What is expected: Find the word "queue" in the records below. List each line containing it.

Saved data entries:
- Opening Delimiter -

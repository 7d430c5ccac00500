//! Geometry-free placement by rim-pixel similarity.
//!
//! Pieces are laid on a square grid of side `ceil(sqrt(n))`, starting from
//! the piece with the largest opaque area at the center cell.

use std::collections::VecDeque;

use rayon::prelude::*;

use super::{Cell, Placement};
use crate::edges::Side;
use crate::error::PuzzleError;
use crate::piece::Piece;
use crate::raster::Raster;

/// Piece count at which the breadth-first strategy takes over.
pub const DEFAULT_BFS_THRESHOLD: usize = 64;

/// Breadth-first expansion only accepts neighbors scoring below this.
pub const DEFAULT_ACCEPTANCE_THRESHOLD: f32 = 2500.0;

/// Smallest square grid side holding `n` pieces.
pub fn grid_side(n: usize) -> usize {
    let mut side = (n as f64).sqrt().ceil() as usize;
    while side * side < n {
        side += 1;
    }
    while side > 0 && (side - 1) * (side - 1) >= n {
        side -= 1;
    }
    side
}

/// Pairwise rim mismatch scores.
///
/// `right_of(l, r)` compares the last column of `l` with the first column
/// of `r`; `below(t, b)` the last row of `t` with the first row of `b`.
/// A score is the mean squared RGB difference over rim pixel pairs that are
/// visible in both pieces, or infinity when there is no such pair.
#[derive(Debug, Clone)]
pub struct RimScores {
    n: usize,
    right_of: Vec<f32>,
    below: Vec<f32>,
}

impl RimScores {
    /// Score every ordered pair of `pieces`, in parallel.
    pub fn compute(pieces: &[Piece]) -> Self {
        let n = pieces.len();
        let table = |f: fn(&Raster, &Raster) -> f32| -> Vec<f32> {
            (0..n)
                .into_par_iter()
                .flat_map_iter(|a| {
                    (0..n).map(move |b| {
                        if a == b {
                            f32::INFINITY
                        } else {
                            f(&pieces[a].raster, &pieces[b].raster)
                        }
                    })
                })
                .collect()
        };
        Self {
            n,
            right_of: table(horizontal_rim_score),
            below: table(vertical_rim_score),
        }
    }

    #[inline]
    pub fn len(&self) -> usize {
        self.n
    }

    #[inline]
    pub fn is_empty(&self) -> bool {
        self.n == 0
    }

    /// Mismatch of putting `right` directly right of `left`.
    #[inline]
    pub fn right_of(&self, left: usize, right: usize) -> f32 {
        self.right_of[left * self.n + right]
    }

    /// Mismatch of putting `bottom` directly below `top`.
    #[inline]
    pub fn below(&self, top: usize, bottom: usize) -> f32 {
        self.below[top * self.n + bottom]
    }

    /// Mismatch of `candidate` sitting across `side` from `anchor`.
    pub fn across(&self, anchor: usize, side: Side, candidate: usize) -> f32 {
        match side {
            Side::Right => self.right_of(anchor, candidate),
            Side::Left => self.right_of(candidate, anchor),
            Side::Bottom => self.below(anchor, candidate),
            Side::Top => self.below(candidate, anchor),
        }
    }
}

fn mean_squared(pairs: impl Iterator<Item = ([u8; 4], [u8; 4])>) -> f32 {
    let mut sum = 0.0f64;
    let mut count = 0usize;
    for (a, b) in pairs {
        if a[3] == 0 || b[3] == 0 {
            continue;
        }
        for c in 0..3 {
            let d = a[c] as f64 - b[c] as f64;
            sum += d * d;
        }
        count += 3;
    }
    if count == 0 {
        f32::INFINITY
    } else {
        (sum / count as f64) as f32
    }
}

fn horizontal_rim_score(left: &Raster, right: &Raster) -> f32 {
    if left.width() == 0 || right.width() == 0 {
        return f32::INFINITY;
    }
    let x = left.width() - 1;
    let h = left.height().min(right.height());
    mean_squared((0..h).map(|y| (left.get(x, y), right.get(0, y))))
}

fn vertical_rim_score(top: &Raster, bottom: &Raster) -> f32 {
    if top.height() == 0 || bottom.height() == 0 {
        return f32::INFINITY;
    }
    let y = top.height() - 1;
    let w = top.width().min(bottom.width());
    mean_squared((0..w).map(|x| (top.get(x, y), bottom.get(x, 0))))
}

/// Which growth rule [`GreedySolver`] follows.
#[derive(Debug, Clone, Copy, PartialEq, Eq)]
pub enum GreedyStrategy {
    /// Re-score the whole frontier each step and commit the best pair
    BestFirst,
    /// Expand from the seed one side at a time behind an acceptance
    /// threshold, then fill leftovers in scan order
    BreadthFirst,
}

impl GreedyStrategy {
    /// Best-first below `bfs_threshold` pieces, breadth-first from there on.
    pub fn select(n: usize, bfs_threshold: usize) -> Self {
        if n < bfs_threshold {
            GreedyStrategy::BestFirst
        } else {
            GreedyStrategy::BreadthFirst
        }
    }
}

/// Places pieces without any edge metadata.
///
/// # Example
///
/// ```
/// use tessera::{GreedySolver, GreedyStrategy, Piece, Raster};
///
/// let pieces: Vec<Piece> = (0..5u8)
///     .map(|i| Piece::new(format!("p{i}"), Raster::filled(4, 4, [i * 40, 0, 0, 255])))
///     .collect();
/// let placement = GreedySolver::new(GreedyStrategy::BestFirst).solve(&pieces).unwrap();
///
/// assert_eq!((placement.rows(), placement.cols()), (3, 3));
/// assert_eq!(placement.len(), 5);
/// ```
#[derive(Debug, Clone, Copy)]
pub struct GreedySolver {
    strategy: GreedyStrategy,
    acceptance_threshold: f32,
}

impl GreedySolver {
    pub fn new(strategy: GreedyStrategy) -> Self {
        Self {
            strategy,
            acceptance_threshold: DEFAULT_ACCEPTANCE_THRESHOLD,
        }
    }

    /// Set the breadth-first acceptance threshold.
    #[inline]
    pub fn acceptance_threshold(mut self, threshold: f32) -> Self {
        self.acceptance_threshold = threshold;
        self
    }

    #[inline]
    pub fn strategy(&self) -> GreedyStrategy {
        self.strategy
    }

    /// Place every piece on a `ceil(sqrt(n))`-sided square grid.
    pub fn solve(&self, pieces: &[Piece]) -> Result<Placement, PuzzleError> {
        if pieces.is_empty() {
            return Err(PuzzleError::InputInvalid("no pieces to place".into()));
        }
        let scores = RimScores::compute(pieces);
        let areas: Vec<usize> = pieces.iter().map(Piece::area).collect();
        Ok(self.solve_scored(&scores, &areas))
    }

    /// Place pieces from precomputed scores and opaque areas.
    pub fn solve_scored(&self, scores: &RimScores, areas: &[usize]) -> Placement {
        let n = areas.len();
        let side = grid_side(n);
        let mut placement = Placement::new(side, side);
        if n == 0 {
            return placement;
        }

        let mut seed = 0;
        for (i, &area) in areas.iter().enumerate() {
            if area > areas[seed] {
                seed = i;
            }
        }
        let center = Cell::new(side / 2, side / 2);
        placement.place(center, seed);

        match self.strategy {
            GreedyStrategy::BestFirst => grow_best_first(&mut placement, scores, n),
            GreedyStrategy::BreadthFirst => {
                grow_breadth_first(&mut placement, scores, n, center, self.acceptance_threshold)
            }
        }
        tracing::debug!(
            pieces = n,
            side,
            strategy = ?self.strategy,
            "greedy placement complete"
        );
        placement
    }
}

/// Mean of the finite scores of `piece` against its placed neighbors.
fn cell_score(placement: &Placement, scores: &RimScores, cell: Cell, piece: usize) -> f32 {
    let (rows, cols) = (placement.rows(), placement.cols());
    let mut sum = 0.0f32;
    let mut count = 0usize;
    for side in Side::ALL {
        let Some(neighbor) = cell.neighbor(side, rows, cols).and_then(|c| placement.get(c)) else {
            continue;
        };
        let score = scores.across(neighbor, side.opposite(), piece);
        if score.is_finite() {
            sum += score;
            count += 1;
        }
    }
    if count == 0 {
        f32::INFINITY
    } else {
        sum / count as f32
    }
}

fn has_placed_neighbor(placement: &Placement, cell: Cell) -> bool {
    Side::ALL.into_iter().any(|side| {
        cell.neighbor(side, placement.rows(), placement.cols())
            .and_then(|c| placement.get(c))
            .is_some()
    })
}

fn grow_best_first(placement: &mut Placement, scores: &RimScores, n: usize) {
    while placement.len() < n {
        let frontier: Vec<Cell> = placement
            .empty_cells()
            .filter(|&cell| has_placed_neighbor(placement, cell))
            .collect();
        let unused: Vec<usize> = (0..n).filter(|&p| placement.cell_of(p).is_none()).collect();

        let mut best: Option<(f32, Cell, usize)> = None;
        for &cell in &frontier {
            for &piece in &unused {
                let score = cell_score(placement, scores, cell, piece);
                if best.map_or(true, |(b, _, _)| score < b) {
                    best = Some((score, cell, piece));
                }
            }
        }

        match best {
            Some((_, cell, piece)) => {
                placement.place(cell, piece);
            }
            None => {
                // No frontier: drop the next piece anywhere to keep going
                let Some(cell) = placement.empty_cells().next() else {
                    return;
                };
                tracing::debug!(piece = unused[0], "greedy growth disconnected");
                placement.place(cell, unused[0]);
            }
        }
    }
}

fn grow_breadth_first(
    placement: &mut Placement,
    scores: &RimScores,
    n: usize,
    seed: Cell,
    threshold: f32,
) {
    let (rows, cols) = (placement.rows(), placement.cols());
    let mut queue = VecDeque::from([seed]);
    while let Some(cell) = queue.pop_front() {
        let Some(anchor) = placement.get(cell) else {
            continue;
        };
        for side in Side::ALL {
            let Some(next) = cell.neighbor(side, rows, cols) else {
                continue;
            };
            if placement.get(next).is_some() {
                continue;
            }
            let mut best: Option<(f32, usize)> = None;
            for piece in (0..n).filter(|&p| placement.cell_of(p).is_none()) {
                let score = scores.across(anchor, side, piece);
                if best.map_or(true, |(b, _)| score < b) {
                    best = Some((score, piece));
                }
            }
            if let Some((score, piece)) = best {
                if score < threshold {
                    placement.place(next, piece);
                    queue.push_back(next);
                }
            }
        }
    }

    let leftovers: Vec<usize> = (0..n).filter(|&p| placement.cell_of(p).is_none()).collect();
    if !leftovers.is_empty() {
        tracing::debug!(leftovers = leftovers.len(), "filling unmatched cells in scan order");
    }
    let empty: Vec<Cell> = placement.empty_cells().collect();
    for (cell, piece) in empty.into_iter().zip(leftovers) {
        placement.place(cell, piece);
    }
}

- Closing Delimiter -

Solution for this exercise:
    let mut queue = VecDeque::from([seed]);
    while let Some(cell) = queue.pop_front() {
                    queue.push_back(next);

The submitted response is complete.